> **LISTED RECORDS**:
'''
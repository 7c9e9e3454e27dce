//! One QUIC connection carrying the channel.
//!
//! A single bidirectional stream per connection keeps every peer's envelopes
//! in FIFO order. Frame format: `[len: u32 LE][envelope]`.
//!
//! Hello (client to server): `[LINK_MAGIC][schema hash: u64 LE]`, answered
//! by one status byte.

use crate::codec::Envelope;
use crate::dispatch::Dispatcher;
use crate::message::Message;
use crate::peer::{OutboundStream, PeerHandle, PeerId};
use anyhow::{bail, Context, Result};
use serde::{Deserialize, Serialize};
use std::io;
use std::time::Duration;
use thiserror::Error;
use tokio::io::{AsyncRead, AsyncReadExt, AsyncWrite, AsyncWriteExt};
use tracing::{debug, info, instrument, trace, warn};

/// Prefix of the client hello.
pub const LINK_MAGIC: &[u8; 8] = b"CCMAIN\x00\x01";

/// Application close code for a peer that sent a malformed frame.
pub const CLOSE_MALFORMED: u32 = 1;

/// Application close code for a rejected hello.
pub const CLOSE_REJECTED: u32 = 2;

const HELLO_ACCEPTED: u8 = 1;
const HELLO_REJECTED: u8 = 0;

/// Connection tuning, the `[link]` config section.
#[derive(Debug, Clone, PartialEq, Eq, Serialize, Deserialize)]
#[serde(default)]
pub struct LinkConfig {
    /// QUIC keep-alive interval.
    pub keep_alive_secs: u64,
    /// Connection idle timeout.
    pub idle_timeout_secs: u64,
    /// Largest accepted frame.
    pub max_frame_len: u32,
}

impl Default for LinkConfig {
    fn default() -> Self {
        Self {
            keep_alive_secs: 5,
            idle_timeout_secs: 30,
            max_frame_len: 1024 * 1024,
        }
    }
}

/// Failure to read a frame.
#[derive(Debug, Error)]
pub enum FrameError {
    /// The length prefix exceeds the configured maximum.
    #[error("frame of {len} bytes exceeds limit of {max}")]
    TooLarge {
        /// Announced length.
        len: u32,
        /// Configured maximum.
        max: u32,
    },

    /// The stream ended inside a frame.
    #[error("stream ended {missing} bytes short of a complete frame")]
    Truncated {
        /// Bytes still expected when the stream ended.
        missing: usize,
    },

    /// The stream failed mid-frame.
    #[error(transparent)]
    Io(#[from] io::Error),
}

/// Write one length-prefixed frame.
pub async fn write_frame<W>(writer: &mut W, bytes: &[u8]) -> io::Result<()>
where
    W: AsyncWrite + Unpin,
{
    let len = u32::try_from(bytes.len())
        .map_err(|_| io::Error::new(io::ErrorKind::InvalidInput, "frame too long"))?;
    writer.write_all(&len.to_le_bytes()).await?;
    writer.write_all(bytes).await?;
    trace!("Wrote frame of {} bytes", bytes.len());
    Ok(())
}

/// Read one length-prefixed frame.
///
/// Returns `Ok(None)` when the stream ends at a frame boundary. Ending
/// anywhere else is [`FrameError::Truncated`].
pub async fn read_frame<R>(reader: &mut R, max_len: u32) -> Result<Option<Vec<u8>>, FrameError>
where
    R: AsyncRead + Unpin,
{
    let mut prefix = [0u8; 4];
    let mut filled = 0;
    while filled < prefix.len() {
        let n = reader.read(&mut prefix[filled..]).await?;
        if n == 0 {
            if filled == 0 {
                return Ok(None);
            }
            return Err(FrameError::Truncated {
                missing: prefix.len() - filled,
            });
        }
        filled += n;
    }

    let len = u32::from_le_bytes(prefix);
    if len > max_len {
        return Err(FrameError::TooLarge { len, max: max_len });
    }

    let mut frame = vec![0u8; len as usize];
    let mut filled = 0;
    while filled < frame.len() {
        let n = reader.read(&mut frame[filled..]).await?;
        if n == 0 {
            return Err(FrameError::Truncated {
                missing: frame.len() - filled,
            });
        }
        filled += n;
    }
    trace!("Read frame of {} bytes", len);
    Ok(Some(frame))
}

/// Write the client hello.
pub async fn write_hello<W>(writer: &mut W, schema_hash: u64) -> io::Result<()>
where
    W: AsyncWrite + Unpin,
{
    writer.write_all(LINK_MAGIC).await?;
    writer.write_all(&schema_hash.to_le_bytes()).await
}

/// Read a client hello, returning the schema hash it announces.
pub async fn read_hello<R>(reader: &mut R) -> Result<u64>
where
    R: AsyncRead + Unpin,
{
    let mut magic = [0u8; 8];
    reader
        .read_exact(&mut magic)
        .await
        .context("Failed to read hello")?;
    if &magic != LINK_MAGIC {
        bail!("Bad hello magic {:02x?}", magic);
    }

    let mut hash = [0u8; 8];
    reader
        .read_exact(&mut hash)
        .await
        .context("Failed to read schema hash")?;
    Ok(u64::from_le_bytes(hash))
}

/// Complete the server side of a connection.
///
/// Waits for the client's stream and hello, checks the schema hash, then
/// starts the reader and writer tasks. The dispatcher is told about the peer
/// before any of its messages.
#[instrument(skip_all, fields(peer = %peer, remote = %connection.remote_address()))]
pub async fn accept_link<M: Message>(
    connection: quinn::Connection,
    peer: PeerId,
    schema_hash: u64,
    dispatcher: Dispatcher<M>,
    config: &LinkConfig,
) -> Result<PeerHandle> {
    let (mut send, mut recv) = connection
        .accept_bi()
        .await
        .context("Failed to accept channel stream")?;

    let announced = match read_hello(&mut recv).await {
        Ok(hash) => hash,
        Err(e) => {
            warn!("Rejecting hello: {:#}", e);
            connection.close(CLOSE_REJECTED.into(), b"bad hello");
            return Err(e);
        }
    };

    if announced != schema_hash {
        warn!(
            "Schema hash mismatch: client={:016x}, server={:016x}",
            announced, schema_hash
        );
        send.write_all(&[HELLO_REJECTED])
            .await
            .context("Failed to write hello status")?;
        let _ = send.finish();
        // Give the client a moment to read the status before closing.
        let _ = tokio::time::timeout(Duration::from_secs(1), connection.closed()).await;
        connection.close(CLOSE_REJECTED.into(), b"schema mismatch");
        bail!("Schema hash mismatch: {:016x} != {:016x}", announced, schema_hash);
    }

    send.write_all(&[HELLO_ACCEPTED])
        .await
        .context("Failed to write hello status")?;
    info!("Peer linked");

    Ok(start(connection, peer, send, recv, dispatcher, config))
}

/// Complete the client side of a connection.
///
/// `peer` names the server in the client's own dispatcher.
#[instrument(skip_all, fields(peer = %peer, remote = %connection.remote_address()))]
pub async fn connect_link<M: Message>(
    connection: quinn::Connection,
    peer: PeerId,
    schema_hash: u64,
    dispatcher: Dispatcher<M>,
    config: &LinkConfig,
) -> Result<PeerHandle> {
    let (mut send, mut recv) = connection
        .open_bi()
        .await
        .context("Failed to open channel stream")?;

    write_hello(&mut send, schema_hash)
        .await
        .context("Failed to write hello")?;

    let mut status = [0u8; 1];
    recv.read_exact(&mut status)
        .await
        .context("Failed to read hello status")?;
    if status[0] != HELLO_ACCEPTED {
        connection.close(CLOSE_REJECTED.into(), b"rejected");
        bail!("Server rejected hello (schema {:016x})", schema_hash);
    }
    info!("Linked to server");

    Ok(start(connection, peer, send, recv, dispatcher, config))
}

fn start<M: Message>(
    connection: quinn::Connection,
    peer: PeerId,
    send: quinn::SendStream,
    recv: quinn::RecvStream,
    dispatcher: Dispatcher<M>,
    config: &LinkConfig,
) -> PeerHandle {
    let (handle, outbound) = PeerHandle::channel(peer);

    if dispatcher.peer_joined(handle.clone()).is_err() {
        debug!(%peer, "main context gone before peer joined");
    }

    tokio::spawn(write_loop(send, outbound));
    tokio::spawn(read_loop(
        connection,
        peer,
        recv,
        dispatcher,
        config.max_frame_len,
    ));

    handle
}

async fn write_loop(mut send: quinn::SendStream, mut outbound: OutboundStream) {
    let peer = outbound.peer();
    while let Some(envelope) = outbound.recv().await {
        if let Err(e) = write_envelope(&mut send, &envelope).await {
            debug!(%peer, "Writer stopping: {}", e);
            outbound.close();
            return;
        }
    }
    let _ = send.finish();
    debug!(%peer, "Outbound stream finished");
}

async fn write_envelope(send: &mut quinn::SendStream, envelope: &Envelope) -> io::Result<()> {
    write_frame(send, envelope.as_bytes()).await
}

async fn read_loop<M: Message>(
    connection: quinn::Connection,
    peer: PeerId,
    mut recv: quinn::RecvStream,
    dispatcher: Dispatcher<M>,
    max_frame_len: u32,
) {
    loop {
        match read_frame(&mut recv, max_frame_len).await {
            Ok(Some(frame)) => {
                if let Err(e) = dispatcher.on_receive(peer, &frame) {
                    if e.is_connection_fatal() {
                        warn!(%peer, "Closing connection: {}", e);
                        connection.close(CLOSE_MALFORMED.into(), b"malformed message");
                        break;
                    }
                }
            }
            Ok(None) => {
                debug!(%peer, "Inbound stream ended");
                break;
            }
            Err(FrameError::TooLarge { len, max }) => {
                warn!(%peer, "Closing connection: frame of {} bytes exceeds {}", len, max);
                connection.close(CLOSE_MALFORMED.into(), b"frame too large");
                break;
            }
            Err(FrameError::Truncated { missing }) => {
                warn!(%peer, "Closing connection: stream ended {} bytes into a frame", missing);
                connection.close(CLOSE_MALFORMED.into(), b"truncated frame");
                break;
            }
            Err(FrameError::Io(e)) => {
                debug!(%peer, "Inbound stream failed: {}", e);
                break;
            }
        }
    }

    info!(%peer, "Peer disconnected");
    if dispatcher.peer_left(peer).is_err() {
        debug!(%peer, "main context gone before peer left");
    }
}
'''
> **EXERCISE**:
What number of lines above include the string "None"? State it and nothing else.

> **YOUR SOLUTION**:
3